What counts as an "arbitrary schematic"? Would it have to be able to e.g. forge a 1 mm Tungsten sphere from unrefined Tungsten ore? Ore contaminated with Plutonium? Is there an information limit to the size of the schematic?

predicts YES

Those both seem like perfectly reasonable and achievable tasks, so yes.

No information limit, but of course the entire schematic doesn't need to be stored in a single bot; there can be an external computer coordinating them, or distributed computation across the swarm.

@IsaacKing How many steps removed is the final product allowed to be from the bots? With arbitrarily many steps, it seems trivially possible to manufacture anything humans can make (though not necessarily faster), since you could just implement a Turing machine and run an AGI on it.

@adele Yeah that's fine. If the nanobots can build a functional computer, I think it's a safe assumption that they can build anything else.

@IsaacKing You've suddenly made this question a lot less interesting. A functional computer can be made with a wide variety of materials and processes. And the most basic tools for macromanipulation are even more flexible.

At this point being faster than humans really depends on the tools the humans and nanobots start with and the optimization power behind them both to be able to design the process to build the object.

@Imuli I don't really see how this makes things less interesting? If the nanobots impliment an AGI, how does the AGI begin building the thing unless it's directing the nanobots to begin construction?

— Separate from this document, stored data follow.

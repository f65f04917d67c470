use serde::{Deserialize, Serialize};

#[derive(Debug, Clone, Serialize, Deserialize)]
pub struct ChatMessage {
    pub role: String,
    pub content: String,
}

impl ChatMessage {
    pub fn system(content: impl Into<String>) -> Self {
        Self {
            role: "system".to_string(),
            content: content.into(),
        }
    }

    pub fn user(content: impl Into<String>) -> Self {
        Self {
            role: "user".to_string(),
            content: content.into(),
        }
    }

    pub fn assistant(content: impl Into<String>) -> Self {
        Self {
            role: "assistant".to_string(),
            content: content.into(),
        }
    }
}

#[derive(Debug, Clone)]
pub struct ChatRequest {
    pub messages: Vec<ChatMessage>,
    pub temperature: Option<f64>,
    pub max_tokens: Option<i32>,
}

impl ChatRequest {
    pub fn new(messages: Vec<ChatMessage>) -> Self {
        Self {
            messages,
            temperature: None,
            max_tokens: None,
        }
    }

    pub fn with_temperature(mut self, temperature: f64) -> Self {
        self.temperature = Some(temperature);
        self
    }
}
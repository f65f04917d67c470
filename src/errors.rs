use axum::http::StatusCode;
use axum::response::{IntoResponse, Response};
use axum::Json;
use serde_json::json;
use thiserror::Error;

/// Crate-wide error type, shared by the HTTP handlers, ingestion, and the
/// agent loop.
#[derive(Debug, Error)]
pub enum ApiError {
    #[error("Bad request: {0}")]
    BadRequest(String),

    #[error("Not found: {0}")]
    NotFound(String),

    #[error("Upstream request timed out: {0}")]
    Timeout(String),

    #[error("Upstream error: {0}")]
    Upstream(String),

    #[error("Internal error: {0}")]
    Internal(String),
}

impl ApiError {
    pub fn internal<E: std::fmt::Display>(error: E) -> Self {
        ApiError::Internal(error.to_string())
    }

    /// Classifies a provider transport failure, keeping timeouts
    /// distinguishable in logs.
    pub fn upstream(error: reqwest::Error) -> Self {
        if error.is_timeout() {
            ApiError::Timeout(error.to_string())
        } else {
            ApiError::Upstream(error.to_string())
        }
    }
}

impl IntoResponse for ApiError {
    /// Everything surfaces as 500 except invalid input (400) and missing
    /// documents (404).
    fn into_response(self) -> Response {
        let status = match &self {
            ApiError::BadRequest(_) => StatusCode::BAD_REQUEST,
            ApiError::NotFound(_) => StatusCode::NOT_FOUND,
            ApiError::Timeout(_) | ApiError::Upstream(_) | ApiError::Internal(_) => {
                StatusCode::INTERNAL_SERVER_ERROR
            }
        };

        let body = Json(json!({ "error": self.to_string() }));
        (status, body).into_response()
    }
}
//! Interactive chat front end. Spawns the MCP binary as a child process and
//! drives the agent loop against it.

use std::io::Write;
use std::path::PathBuf;

use tokio::io::AsyncBufReadExt;

use kbase_backend::chat::{ChatAgent, McpToolInvoker};
use kbase_backend::config::{AppConfig, AppPaths};
use kbase_backend::llm::OpenAiCompatProvider;
use kbase_backend::logging;

#[tokio::main]
async fn main() -> anyhow::Result<()> {
    let config = AppConfig::from_env()?;
    let paths = AppPaths::new();
    logging::init(&paths);

    let provider = OpenAiCompatProvider::new(&config)?;

    let mcp_bin = mcp_bin_path()?;
    let command = tokio::process::Command::new(mcp_bin);
    let invoker = McpToolInvoker::spawn(command).await?;

    let mut agent = ChatAgent::new(&provider, &invoker, config.max_agent_steps);

    println!("Chatbot initialized. Type 'exit' to quit.");

    let mut lines = tokio::io::BufReader::new(tokio::io::stdin()).lines();
    loop {
        print!("You: ");
        std::io::stdout().flush()?;

        let Some(line) = lines.next_line().await? else {
            break;
        };
        let input = line.trim();
        if input.is_empty() {
            continue;
        }
        if input.eq_ignore_ascii_case("exit") {
            println!("Exiting...");
            break;
        }
        if input.eq_ignore_ascii_case("clear") {
            println!("Clearing conversation history...");
            agent.clear_history();
            continue;
        }

        match agent.run(input).await {
            Ok(answer) => println!("\nAssistant: {}", answer),
            Err(err) => println!("Error: {}", err),
        }
    }

    drop(agent);
    invoker.shutdown().await?;
    Ok(())
}

/// The MCP binary ships next to this one; `KBASE_MCP_BIN` overrides.
fn mcp_bin_path() -> anyhow::Result<PathBuf> {
    if let Ok(bin) = std::env::var("KBASE_MCP_BIN") {
        return Ok(PathBuf::from(bin));
    }

    let mut path = std::env::current_exe()?;
    path.pop();
    path.push("kbase-mcp");

    if cfg!(windows) {
        path.set_extension("exe");
    }

    Ok(path)
}
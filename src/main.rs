use std::env;

use anyhow::Context;
use axum::Router;
use tokio::net::TcpListener;

use kbase_backend::logging;
use kbase_backend::server::router;
use kbase_backend::state::AppState;

#[tokio::main]
async fn main() -> anyhow::Result<()> {
    let state = AppState::initialize().await?;
    logging::init(&state.paths);

    let port = env::var("PORT")
        .ok()
        .and_then(|val| val.parse::<u16>().ok())
        .unwrap_or(3000);
    let bind_addr = format!("127.0.0.1:{}", port);

    let listener = TcpListener::bind(&bind_addr)
        .await
        .with_context(|| format!("Failed to bind to {}", bind_addr))?;
    tracing::info!("Listening on {}", listener.local_addr()?);

    let app: Router = router::router(state);
    axum::serve(listener, app).await.context("Server error")?;

    Ok(())
}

The market resolves once our knowledge of physics and engineering is sufficent to have a definitive answer to the question.

A formal existence proof would make this resolve YES, without demonstration or even a concrete blueprint?

@ScottLawrence If the scientists are confident that the proof is correct, yes. I'd even accept a non-formal proof, in the form of a strong scientific consensus that it's possible. (Similar to how everyone agrees that sending a human to Mars is possible in theory, despite it never having happened yet.)